Directions:
Examine each line of the data. Copy those that contain the string "QuizLoopService".

Saved entries:
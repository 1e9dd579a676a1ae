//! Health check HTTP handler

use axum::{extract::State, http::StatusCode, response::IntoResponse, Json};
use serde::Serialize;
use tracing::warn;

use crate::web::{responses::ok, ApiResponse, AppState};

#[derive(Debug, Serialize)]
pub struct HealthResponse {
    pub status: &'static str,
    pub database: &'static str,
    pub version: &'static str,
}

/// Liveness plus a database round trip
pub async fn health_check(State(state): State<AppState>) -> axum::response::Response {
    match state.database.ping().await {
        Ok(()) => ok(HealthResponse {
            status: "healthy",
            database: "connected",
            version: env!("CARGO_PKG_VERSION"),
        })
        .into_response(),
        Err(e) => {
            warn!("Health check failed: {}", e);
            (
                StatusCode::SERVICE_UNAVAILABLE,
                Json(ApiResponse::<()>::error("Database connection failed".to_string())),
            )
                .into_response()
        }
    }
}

* * *

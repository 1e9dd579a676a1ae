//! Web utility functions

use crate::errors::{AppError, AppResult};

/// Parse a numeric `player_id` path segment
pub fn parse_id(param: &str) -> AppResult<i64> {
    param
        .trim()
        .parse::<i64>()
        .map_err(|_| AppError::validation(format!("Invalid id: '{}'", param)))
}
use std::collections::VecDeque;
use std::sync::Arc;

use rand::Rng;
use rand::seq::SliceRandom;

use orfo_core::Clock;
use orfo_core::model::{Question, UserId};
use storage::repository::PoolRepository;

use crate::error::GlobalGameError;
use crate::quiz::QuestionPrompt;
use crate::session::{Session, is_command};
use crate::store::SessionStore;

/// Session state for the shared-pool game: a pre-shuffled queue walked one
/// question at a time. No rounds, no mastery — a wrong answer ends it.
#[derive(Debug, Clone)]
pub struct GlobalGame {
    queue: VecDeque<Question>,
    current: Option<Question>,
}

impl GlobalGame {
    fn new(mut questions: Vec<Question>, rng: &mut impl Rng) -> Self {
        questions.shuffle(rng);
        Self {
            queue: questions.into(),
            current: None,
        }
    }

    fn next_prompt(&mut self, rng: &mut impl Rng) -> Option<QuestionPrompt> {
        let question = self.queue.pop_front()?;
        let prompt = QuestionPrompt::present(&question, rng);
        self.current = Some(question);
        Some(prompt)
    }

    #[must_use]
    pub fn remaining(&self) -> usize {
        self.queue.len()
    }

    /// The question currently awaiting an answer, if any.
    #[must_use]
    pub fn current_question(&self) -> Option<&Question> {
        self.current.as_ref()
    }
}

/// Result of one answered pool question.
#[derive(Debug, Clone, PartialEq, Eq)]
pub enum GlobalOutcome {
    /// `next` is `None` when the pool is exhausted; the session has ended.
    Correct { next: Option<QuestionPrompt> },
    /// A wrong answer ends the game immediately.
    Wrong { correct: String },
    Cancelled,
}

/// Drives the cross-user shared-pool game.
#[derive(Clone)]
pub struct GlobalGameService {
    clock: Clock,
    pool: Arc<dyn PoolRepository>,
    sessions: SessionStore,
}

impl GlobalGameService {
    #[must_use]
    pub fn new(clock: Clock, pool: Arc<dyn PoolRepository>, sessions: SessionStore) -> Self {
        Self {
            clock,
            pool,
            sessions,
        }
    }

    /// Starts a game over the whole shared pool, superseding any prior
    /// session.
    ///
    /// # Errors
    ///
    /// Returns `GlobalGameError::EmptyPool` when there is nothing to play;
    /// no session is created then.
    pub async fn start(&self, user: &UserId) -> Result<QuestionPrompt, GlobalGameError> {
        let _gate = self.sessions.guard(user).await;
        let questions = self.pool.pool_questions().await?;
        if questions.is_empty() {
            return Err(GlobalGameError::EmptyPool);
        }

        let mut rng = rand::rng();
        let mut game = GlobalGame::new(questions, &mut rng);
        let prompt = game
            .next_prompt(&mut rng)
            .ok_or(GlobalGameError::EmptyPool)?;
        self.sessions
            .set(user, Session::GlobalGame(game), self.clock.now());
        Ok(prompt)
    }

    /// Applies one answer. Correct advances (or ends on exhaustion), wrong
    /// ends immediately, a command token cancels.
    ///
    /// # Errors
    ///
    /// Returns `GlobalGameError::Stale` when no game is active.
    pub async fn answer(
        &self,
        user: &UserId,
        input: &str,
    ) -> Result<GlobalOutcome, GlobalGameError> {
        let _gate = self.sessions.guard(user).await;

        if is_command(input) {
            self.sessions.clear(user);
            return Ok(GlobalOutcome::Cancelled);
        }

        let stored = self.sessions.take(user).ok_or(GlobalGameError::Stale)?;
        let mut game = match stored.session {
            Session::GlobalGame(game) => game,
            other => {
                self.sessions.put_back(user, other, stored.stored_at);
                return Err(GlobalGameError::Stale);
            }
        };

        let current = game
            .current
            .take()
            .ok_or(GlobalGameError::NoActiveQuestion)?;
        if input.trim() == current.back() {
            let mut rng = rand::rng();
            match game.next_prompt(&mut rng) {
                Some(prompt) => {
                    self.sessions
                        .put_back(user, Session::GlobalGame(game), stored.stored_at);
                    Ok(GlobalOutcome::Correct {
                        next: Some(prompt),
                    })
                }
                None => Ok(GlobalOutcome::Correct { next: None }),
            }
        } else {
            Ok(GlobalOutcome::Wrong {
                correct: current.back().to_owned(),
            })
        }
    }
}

--

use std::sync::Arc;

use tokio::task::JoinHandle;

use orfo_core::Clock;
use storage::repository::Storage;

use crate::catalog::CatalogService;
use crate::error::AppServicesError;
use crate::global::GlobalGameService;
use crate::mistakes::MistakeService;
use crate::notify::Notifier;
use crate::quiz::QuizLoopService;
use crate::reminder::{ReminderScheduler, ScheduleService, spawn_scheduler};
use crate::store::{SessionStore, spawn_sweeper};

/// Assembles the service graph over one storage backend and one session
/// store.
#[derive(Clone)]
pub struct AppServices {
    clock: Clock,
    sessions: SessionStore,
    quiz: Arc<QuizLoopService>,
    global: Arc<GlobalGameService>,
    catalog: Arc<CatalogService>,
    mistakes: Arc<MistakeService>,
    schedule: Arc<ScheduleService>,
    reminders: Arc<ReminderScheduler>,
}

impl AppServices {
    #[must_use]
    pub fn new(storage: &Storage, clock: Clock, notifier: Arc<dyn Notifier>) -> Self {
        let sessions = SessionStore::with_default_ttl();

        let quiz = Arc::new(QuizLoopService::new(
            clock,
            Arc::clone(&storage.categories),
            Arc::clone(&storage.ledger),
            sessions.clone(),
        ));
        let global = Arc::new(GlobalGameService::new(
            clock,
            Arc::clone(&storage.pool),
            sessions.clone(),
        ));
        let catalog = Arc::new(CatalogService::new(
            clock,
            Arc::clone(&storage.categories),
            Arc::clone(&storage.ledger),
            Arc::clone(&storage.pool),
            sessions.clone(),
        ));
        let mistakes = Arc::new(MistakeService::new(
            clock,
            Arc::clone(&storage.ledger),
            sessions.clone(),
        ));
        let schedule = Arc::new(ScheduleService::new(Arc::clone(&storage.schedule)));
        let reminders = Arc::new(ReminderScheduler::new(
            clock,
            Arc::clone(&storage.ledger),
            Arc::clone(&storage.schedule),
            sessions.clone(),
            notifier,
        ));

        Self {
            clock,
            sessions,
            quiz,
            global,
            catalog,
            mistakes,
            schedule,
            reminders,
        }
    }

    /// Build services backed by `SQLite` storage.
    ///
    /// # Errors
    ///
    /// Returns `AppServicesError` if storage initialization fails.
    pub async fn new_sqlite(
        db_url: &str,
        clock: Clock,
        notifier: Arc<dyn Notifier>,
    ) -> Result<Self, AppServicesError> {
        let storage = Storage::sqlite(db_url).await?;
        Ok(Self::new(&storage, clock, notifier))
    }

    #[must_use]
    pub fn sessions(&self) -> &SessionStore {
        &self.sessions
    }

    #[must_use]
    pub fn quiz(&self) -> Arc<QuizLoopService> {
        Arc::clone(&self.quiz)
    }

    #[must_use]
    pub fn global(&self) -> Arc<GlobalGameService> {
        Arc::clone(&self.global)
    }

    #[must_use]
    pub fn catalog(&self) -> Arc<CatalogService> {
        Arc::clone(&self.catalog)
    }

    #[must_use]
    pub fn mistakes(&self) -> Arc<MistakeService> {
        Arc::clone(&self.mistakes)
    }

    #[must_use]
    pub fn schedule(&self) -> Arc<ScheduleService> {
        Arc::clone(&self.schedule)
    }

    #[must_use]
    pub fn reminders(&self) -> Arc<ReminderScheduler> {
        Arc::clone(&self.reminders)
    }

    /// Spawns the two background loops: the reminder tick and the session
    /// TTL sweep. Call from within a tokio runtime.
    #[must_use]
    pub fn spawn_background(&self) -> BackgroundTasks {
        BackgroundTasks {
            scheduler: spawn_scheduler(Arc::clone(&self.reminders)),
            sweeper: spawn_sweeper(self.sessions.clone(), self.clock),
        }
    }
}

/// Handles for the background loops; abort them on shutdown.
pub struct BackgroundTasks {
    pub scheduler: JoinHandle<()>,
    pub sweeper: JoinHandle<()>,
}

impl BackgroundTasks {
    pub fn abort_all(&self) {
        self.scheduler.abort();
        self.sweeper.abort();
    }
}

Exercise response:
use crate::quiz::QuizLoopService;
    quiz: Arc<QuizLoopService>,
        let quiz = Arc::new(QuizLoopService::new(
    pub fn quiz(&self) -> Arc<QuizLoopService> {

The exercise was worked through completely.